[Stored data entries]
************

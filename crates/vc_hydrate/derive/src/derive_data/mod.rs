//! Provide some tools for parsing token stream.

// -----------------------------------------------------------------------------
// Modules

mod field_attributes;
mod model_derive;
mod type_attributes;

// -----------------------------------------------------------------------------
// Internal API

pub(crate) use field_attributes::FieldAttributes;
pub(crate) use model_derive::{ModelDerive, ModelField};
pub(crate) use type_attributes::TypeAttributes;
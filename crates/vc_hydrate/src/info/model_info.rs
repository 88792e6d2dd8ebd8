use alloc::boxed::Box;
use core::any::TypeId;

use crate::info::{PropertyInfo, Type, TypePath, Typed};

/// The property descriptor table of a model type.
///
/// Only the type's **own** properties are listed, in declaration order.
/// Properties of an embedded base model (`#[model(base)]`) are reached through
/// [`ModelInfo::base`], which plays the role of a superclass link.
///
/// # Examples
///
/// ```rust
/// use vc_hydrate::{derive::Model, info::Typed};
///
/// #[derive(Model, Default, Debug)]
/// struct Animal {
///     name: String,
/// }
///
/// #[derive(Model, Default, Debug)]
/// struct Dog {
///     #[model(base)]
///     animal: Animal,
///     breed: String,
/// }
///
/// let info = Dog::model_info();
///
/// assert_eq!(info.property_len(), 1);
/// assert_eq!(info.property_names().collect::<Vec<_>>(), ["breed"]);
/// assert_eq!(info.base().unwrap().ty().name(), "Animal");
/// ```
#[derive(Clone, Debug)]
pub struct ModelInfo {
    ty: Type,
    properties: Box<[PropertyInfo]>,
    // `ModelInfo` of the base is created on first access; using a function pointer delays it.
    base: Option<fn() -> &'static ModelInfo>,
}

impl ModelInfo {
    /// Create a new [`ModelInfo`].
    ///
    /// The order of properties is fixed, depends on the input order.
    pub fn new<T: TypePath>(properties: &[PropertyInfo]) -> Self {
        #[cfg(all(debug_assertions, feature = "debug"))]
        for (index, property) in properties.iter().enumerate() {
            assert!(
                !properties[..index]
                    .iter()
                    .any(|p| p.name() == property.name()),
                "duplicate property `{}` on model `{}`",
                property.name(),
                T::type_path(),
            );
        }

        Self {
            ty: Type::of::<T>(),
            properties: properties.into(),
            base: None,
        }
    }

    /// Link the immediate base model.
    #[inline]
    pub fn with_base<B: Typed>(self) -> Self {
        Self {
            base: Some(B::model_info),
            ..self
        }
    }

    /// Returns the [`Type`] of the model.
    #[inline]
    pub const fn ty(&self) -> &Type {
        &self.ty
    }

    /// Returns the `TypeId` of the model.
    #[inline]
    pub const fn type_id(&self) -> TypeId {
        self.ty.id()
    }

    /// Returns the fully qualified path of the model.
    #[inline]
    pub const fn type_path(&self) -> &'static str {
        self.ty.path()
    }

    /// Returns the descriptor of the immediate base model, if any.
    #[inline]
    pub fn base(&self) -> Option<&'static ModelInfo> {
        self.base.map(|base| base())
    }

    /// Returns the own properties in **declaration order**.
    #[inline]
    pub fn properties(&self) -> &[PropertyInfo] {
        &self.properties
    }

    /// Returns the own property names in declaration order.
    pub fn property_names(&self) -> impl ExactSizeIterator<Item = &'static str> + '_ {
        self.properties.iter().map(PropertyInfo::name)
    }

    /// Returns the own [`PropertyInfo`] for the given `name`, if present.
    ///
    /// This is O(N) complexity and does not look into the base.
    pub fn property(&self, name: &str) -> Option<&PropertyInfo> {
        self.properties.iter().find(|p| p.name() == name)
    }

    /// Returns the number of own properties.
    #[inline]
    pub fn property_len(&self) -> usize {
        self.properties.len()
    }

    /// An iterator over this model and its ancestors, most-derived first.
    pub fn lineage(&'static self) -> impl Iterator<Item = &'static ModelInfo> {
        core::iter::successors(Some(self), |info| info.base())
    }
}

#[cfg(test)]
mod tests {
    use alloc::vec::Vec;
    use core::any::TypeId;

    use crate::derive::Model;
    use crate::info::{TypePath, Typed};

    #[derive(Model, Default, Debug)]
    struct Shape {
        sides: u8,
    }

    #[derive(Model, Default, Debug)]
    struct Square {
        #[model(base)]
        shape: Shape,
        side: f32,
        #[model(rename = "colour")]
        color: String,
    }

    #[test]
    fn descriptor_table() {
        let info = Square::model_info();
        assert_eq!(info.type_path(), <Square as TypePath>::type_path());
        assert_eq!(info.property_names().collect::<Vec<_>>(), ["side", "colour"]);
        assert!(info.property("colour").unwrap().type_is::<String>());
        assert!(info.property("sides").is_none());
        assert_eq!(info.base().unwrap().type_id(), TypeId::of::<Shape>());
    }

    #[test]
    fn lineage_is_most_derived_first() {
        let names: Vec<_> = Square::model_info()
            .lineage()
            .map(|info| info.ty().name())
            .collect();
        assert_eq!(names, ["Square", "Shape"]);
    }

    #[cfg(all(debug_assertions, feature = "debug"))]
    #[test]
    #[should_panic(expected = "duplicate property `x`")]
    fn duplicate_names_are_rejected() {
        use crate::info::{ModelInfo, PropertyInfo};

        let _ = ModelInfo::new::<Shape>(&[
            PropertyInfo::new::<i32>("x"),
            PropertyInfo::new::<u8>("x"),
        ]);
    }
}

************

▶ [Work required]: What is wanted is the line containing "use crate::derive::Model;" and every line after it through the last line of the entries, printed exactly.

▶ [Written reply]:
    use crate::derive::Model;
    use crate::info::{TypePath, Typed};

    #[derive(Model, Default, Debug)]
    struct Shape {
        sides: u8,
    }

    #[derive(Model, Default, Debug)]
    struct Square {
        #[model(base)]
        shape: Shape,
        side: f32,
        #[model(rename = "colour")]
        color: String,
    }

    #[test]
    fn descriptor_table() {
        let info = Square::model_info();
        assert_eq!(info.type_path(), <Square as TypePath>::type_path());
        assert_eq!(info.property_names().collect::<Vec<_>>(), ["side", "colour"]);
        assert!(info.property("colour").unwrap().type_is::<String>());
        assert!(info.property("sides").is_none());
        assert_eq!(info.base().unwrap().type_id(), TypeId::of::<Shape>());
    }

    #[test]
    fn lineage_is_most_derived_first() {
        let names: Vec<_> = Square::model_info()
            .lineage()
            .map(|info| info.ty().name())
            .collect();
        assert_eq!(names, ["Square", "Shape"]);
    }

    #[cfg(all(debug_assertions, feature = "debug"))]
    #[test]
    #[should_panic(expected = "duplicate property `x`")]
    fn duplicate_names_are_rejected() {
        use crate::info::{ModelInfo, PropertyInfo};

        let _ = ModelInfo::new::<Shape>(&[
            PropertyInfo::new::<i32>("x"),
            PropertyInfo::new::<u8>("x"),
        ]);
    }
}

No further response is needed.